Soria, refugio de palabras
Cuando era pequeña, todos los veranos soñaba con ir a Soria capital. Estaba en el pueblo, leyendo año tras año una y otra vez los únicos tres libros que había en casa (Los cinco y el tesoro de la isla, Los cinco otra vez en la isla Kirrin y una edición ilustrada de Miguel Strogoff, regalo de la Caja de Ahorros de la Inmaculada). Pasaba mucho tiempo en casa, porque yo era una niña solitaria y los demás niños me daban un poco de miedo. Tenía una amiga con la que iba a buscar fósiles, cazar renacuajos o coger té, pero incluso cuando ella estaba no siempre salía.

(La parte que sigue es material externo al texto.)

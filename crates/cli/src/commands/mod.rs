//! CLI command implementations.

pub mod migrate;
pub mod seed;
pub mod user;

use secrecy::SecretString;

/// Read the database URL from the environment.
///
/// `STOCKROOM_DATABASE_URL` wins; plain `DATABASE_URL` is accepted as a
/// fallback so the CLI works against the same `.env` as the web app.
pub(crate) fn database_url() -> Option<SecretString> {
    std::env::var("STOCKROOM_DATABASE_URL")
        .or_else(|_| std::env::var("DATABASE_URL"))
        .ok()
        .map(SecretString::from)
}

Así que la perspectiva de un viaje (porque salir del pueblo era de verdad un «viaje» y no una «excursión») a la capital era una promesa de calles y paisajes nuevos, y sobre todo de libros, montones de libros en estanterías dentro de la biblioteca municipal. Aquel edificio junto al parque de la Dehesa con sus ventanales enormes desde los que se veían árboles y más árboles y el sol de la mañana era un lugar mágico. También la sala de investigación local me parecía una pequeñita caja que contenía miles de historias por descubrir, ocultas en volúmenes de páginas viejas y en microfichas que solo se podían ver con curiosas máquinas ampliadoras. Entonces aquella biblioteca me parecía que era la mejor del mundo.
Todavía hoy esta biblioteca me parece una de las mejores que he conocido. Ya no soy una niña, los viajes a Soria capital han dejado de formar parte de mi imaginario de verano y ahora, al revés, cuando estoy en Soria sueño con el pueblo y con encontrar a alguien que me lleve el fin de semana. Mi mirada sobre esta ciudad ha crecido al mismo tiempo que yo. Tengo mis pequeñas rutinas. El desayuno en las mantequerías York (desde donde ahora escribo); la caminata hasta el río Duero; el helado artesano Fuentes en el parque de la Dehesa; el paseo hasta la biblioteca; ver atardecer tras los árboles desde los ventanales. Son rutinas de hacerse mayor. Recorro las estanterías y busco respuestas distintas en los libros.
He viajado mucho y he visitado muchas bibliotecas. Las hay desbordantes, como la New York Public Library, pero ésta tiene la desventaja de que los libros no pueden saltar a las manos, porque están escondidos y hay que pedirlos muy formalmente a través de un papel. Las hay preciosas, como la biblioteca Santiago Rusiñol de Sitges, con un patio modernista increíble en su interior, azulejos blancos y azules, y bancos alrededor de un pozo, pero en ésta solo habitan unos poquitos libros. En la biblioteca municipal de Soria donde me refugiaba de pequeña, hoy encuentro ejemplares raros que no encuentro en el catálogo de la red de bibliotecas de Barcelona. No sé si la biblioteca es tan buena o si es que quien la dirige es un solo o una sola con mis mismos gustos y rutinas. En cualquier caso, es asombroso encontrar aquí esta cueva de palabras solitarias que inventan mundos a mi medida.
Vine aquí ayer desde el pueblo; pensaba ir a Madrid esta semana para ver a algunos amigos, aprovechando que estoy tan cerca. Ayer salí de paseo. Pregunté por un libro de un amigo en una librería. Me dijeron que no lo tenían, que lo podían enviar desde Logroño. Probaré suerte en Barcelona. Compré tres libros de poemas en uno de esos lugares míticos, la librería Las Heras, que ha estado ahí desde 1860. Justo cuando salía, el reloj de la Audiencia dio la una, como en el poema de Machado. La ciudad celebra el centenario de la llegada del poeta. Las calles están repletas de versos de Campos de Castilla que flotan sobre enormes carteles. Yo, en oposición, leo versos modernos (La torre de las tortugas, Habitación de hotel, Libro del retorno) de mujeres poetas. «Mientras quede una pregunta, sigues viaje», dice una de las páginas que guardo como revelaciones en el bolso. Quedan tantas preguntas todavía… y sin embargo yo me detengo. No iré a Madrid. Lo he sabido ahora, escribiendo, escuchando las conversaciones de cafetería, mirando por la ventana, leyendo versos que se preguntan. Me quedo. Entre palabras, piedras y recuerdos. Unos días. Después, seguiré el viaje, porque también hay nuevas preguntas y nuevas respuestas en otro lugar, tal vez, lejos.